Problem to work on: Search the records below for the string "collect" and copy each line where it turns up.

##### Record extracts

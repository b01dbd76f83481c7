//! Amoeba Arena simulation core
//!
//! A frame-stepped arena where player-controlled amoebae grow by eating
//! smaller entities, collect power-ups and fire gravity grenades.
//!
//! - `game::spatial` - uniform grid broad phase
//! - `game::registry` - entity ownership, typed views and grid consistency
//! - `game::game_loop` - per-frame orchestration and the headless loop driver

pub mod config;
pub mod game;
pub mod metrics;
pub mod util;
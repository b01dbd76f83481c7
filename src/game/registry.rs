//! Entity registry
//!
//! Single owner of every live entity. Keeps the typed views (moving, players,
//! grenades) and the spatial grid consistent with the master map: every
//! mutation that can move or resize an entity goes through [`EntityRegistry::update`]
//! or [`EntityRegistry::advance`], which re-bucket the grid from the stored
//! footprint.

use hashbrown::HashMap;
use rayon::prelude::*;
use rustc_hash::FxBuildHasher;

use crate::config::{ConfigError, WorldConfig};
use crate::game::entity::{Entity, EntityId, EntityTag, PlayerId};
use crate::game::spatial::{EntitySet, Footprint, Rect, SpatialGrid};
use crate::game::systems::physics::{self, Bounds, DampedStep};

const TAG_SLOTS: usize = 5;

#[inline]
fn tag_slot(tag: EntityTag) -> usize {
    match tag {
        EntityTag::Food => 0,
        EntityTag::Amoeba => 1,
        EntityTag::Player => 2,
        EntityTag::GravityGrenade => 3,
        EntityTag::Powerup => 4,
    }
}

#[derive(Debug)]
pub struct EntityRegistry {
    grid: SpatialGrid,
    entities: HashMap<EntityId, Entity, FxBuildHasher>,
    /// All entities in insertion order (render order)
    objects: Vec<EntityId>,
    moving: Vec<EntityId>,
    players: Vec<EntityId>,
    grenades: Vec<EntityId>,
    tag_counts: [usize; TAG_SLOTS],
    next_id: EntityId,
    bounds: Bounds,
}

impl EntityRegistry {
    pub fn new(world: &WorldConfig) -> Result<Self, ConfigError> {
        let grid = SpatialGrid::from_config(world)?;
        Ok(Self {
            grid,
            entities: HashMap::with_hasher(FxBuildHasher),
            objects: Vec::new(),
            moving: Vec::new(),
            players: Vec::new(),
            grenades: Vec::new(),
            tag_counts: [0; TAG_SLOTS],
            next_id: 1,
            bounds: Bounds::new(world.width, world.height),
        })
    }

    /// Register an entity, assigning it a fresh id
    pub fn append(&mut self, mut entity: Entity) -> EntityId {
        let id = self.next_id;
        self.next_id += 1;
        entity.id = id;

        let tag = entity.tag();
        let caps = tag.capabilities();

        self.grid.add(id, entity.footprint());
        self.objects.push(id);
        if caps.moving {
            self.moving.push(id);
        }
        if caps.player {
            self.players.push(id);
        }
        if caps.emitter {
            self.grenades.push(id);
        }
        self.tag_counts[tag_slot(tag)] += 1;
        self.entities.insert(id, entity);

        tracing::trace!("Appended {:?} entity {}", tag, id);
        id
    }

    /// Unregister an entity from the grid (using its stored footprint) and every view.
    /// Unknown ids are a no-op.
    pub fn remove(&mut self, id: EntityId) -> Option<Entity> {
        let entity = self.entities.remove(&id)?;
        self.grid.remove(id, entity.footprint());

        let caps = entity.capabilities();
        self.objects.retain(|&other| other != id);
        if caps.moving {
            self.moving.retain(|&other| other != id);
        }
        if caps.player {
            self.players.retain(|&other| other != id);
        }
        if caps.emitter {
            self.grenades.retain(|&other| other != id);
        }
        self.tag_counts[tag_slot(entity.tag())] -= 1;

        Some(entity)
    }

    /// Remove a batch of entities with one pass over each view.
    /// Returns the removed entities in insertion order.
    pub fn remove_all(&mut self, ids: &EntitySet) -> Vec<Entity> {
        if ids.is_empty() {
            return Vec::new();
        }

        let mut removed = Vec::with_capacity(ids.len());
        let entities = &mut self.entities;
        let grid = &mut self.grid;
        let tag_counts = &mut self.tag_counts;
        self.objects.retain(|id| {
            if !ids.contains(id) {
                return true;
            }
            if let Some(entity) = entities.remove(id) {
                grid.remove(*id, entity.footprint());
                tag_counts[tag_slot(entity.tag())] -= 1;
                removed.push(entity);
            }
            false
        });

        self.moving.retain(|id| !ids.contains(id));
        self.players.retain(|id| !ids.contains(id));
        self.grenades.retain(|id| !ids.contains(id));

        removed
    }

    #[inline]
    pub fn get(&self, id: EntityId) -> Option<&Entity> {
        self.entities.get(&id)
    }

    #[inline]
    pub fn contains(&self, id: EntityId) -> bool {
        self.entities.contains_key(&id)
    }

    /// Mutate an entity in place and re-bucket it if its footprint changed.
    ///
    /// The closure must not change the entity's variant; typed views are keyed
    /// on the tag it was appended with.
    pub fn update<R>(&mut self, id: EntityId, f: impl FnOnce(&mut Entity) -> R) -> Option<R> {
        let entity = self.entities.get_mut(&id)?;
        let old = entity.footprint();
        let result = f(entity);
        entity.position = entity.position.clamp(self.bounds.min, self.bounds.max);
        let new = entity.footprint();
        debug_assert_eq!(entity.id, id);
        if old != new {
            self.grid.relocate(id, old, new);
        }
        Some(result)
    }

    /// Integrate every moving entity over `dt` and re-bucket those that moved.
    pub fn advance(&mut self, dt: f32, damping_rate: f32) {
        if dt <= 0.0 {
            return;
        }
        let step = DampedStep::new(damping_rate, dt);
        let bounds = self.bounds;

        // Integration is independent per entity; grid writes stay sequential
        let moved: Vec<(EntityId, Footprint, Footprint)> = self
            .entities
            .par_values_mut()
            .filter(|entity| entity.capabilities().moving)
            .filter_map(|entity| {
                let old = entity.footprint();
                physics::integrate(entity, &step, &bounds).then(|| (entity.id, old, entity.footprint()))
            })
            .collect();

        for (id, old, new) in moved {
            self.grid.relocate(id, old, new);
        }
    }

    /// Broad-phase lookup; the result is a superset of the true overlaps
    #[inline]
    pub fn query(&self, rect: &Rect) -> EntitySet {
        self.grid.query(rect)
    }

    #[inline]
    pub fn query_into(&self, rect: &Rect, out: &mut EntitySet) {
        self.grid.query_into(rect, out)
    }

    /// Entities in insertion order
    pub fn objects(&self) -> impl Iterator<Item = &Entity> + '_ {
        self.objects.iter().filter_map(|id| self.entities.get(id))
    }

    pub fn object_ids(&self) -> &[EntityId] {
        &self.objects
    }

    pub fn moving_ids(&self) -> &[EntityId] {
        &self.moving
    }

    pub fn player_ids(&self) -> &[EntityId] {
        &self.players
    }

    pub fn grenade_ids(&self) -> &[EntityId] {
        &self.grenades
    }

    pub fn players(&self) -> impl Iterator<Item = &Entity> + '_ {
        self.players.iter().filter_map(|id| self.entities.get(id))
    }

    /// Entity currently embodying `player_id`, if the player is alive
    pub fn player_entity(&self, player_id: PlayerId) -> Option<&Entity> {
        self.players()
            .find(|e| e.as_player().is_some_and(|p| p.player_id == player_id))
    }

    #[inline]
    pub fn count(&self, tag: EntityTag) -> usize {
        self.tag_counts[tag_slot(tag)]
    }

    #[inline]
    pub fn len(&self) -> usize {
        self.entities.len()
    }

    #[inline]
    pub fn is_empty(&self) -> bool {
        self.entities.is_empty()
    }

    #[inline]
    pub fn bounds(&self) -> Bounds {
        self.bounds
    }

    #[inline]
    pub fn grid(&self) -> &SpatialGrid {
        &self.grid
    }
}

##########

Solution to the problem:
//! smaller entities, collect power-ups and fire gravity grenades.
            .collect();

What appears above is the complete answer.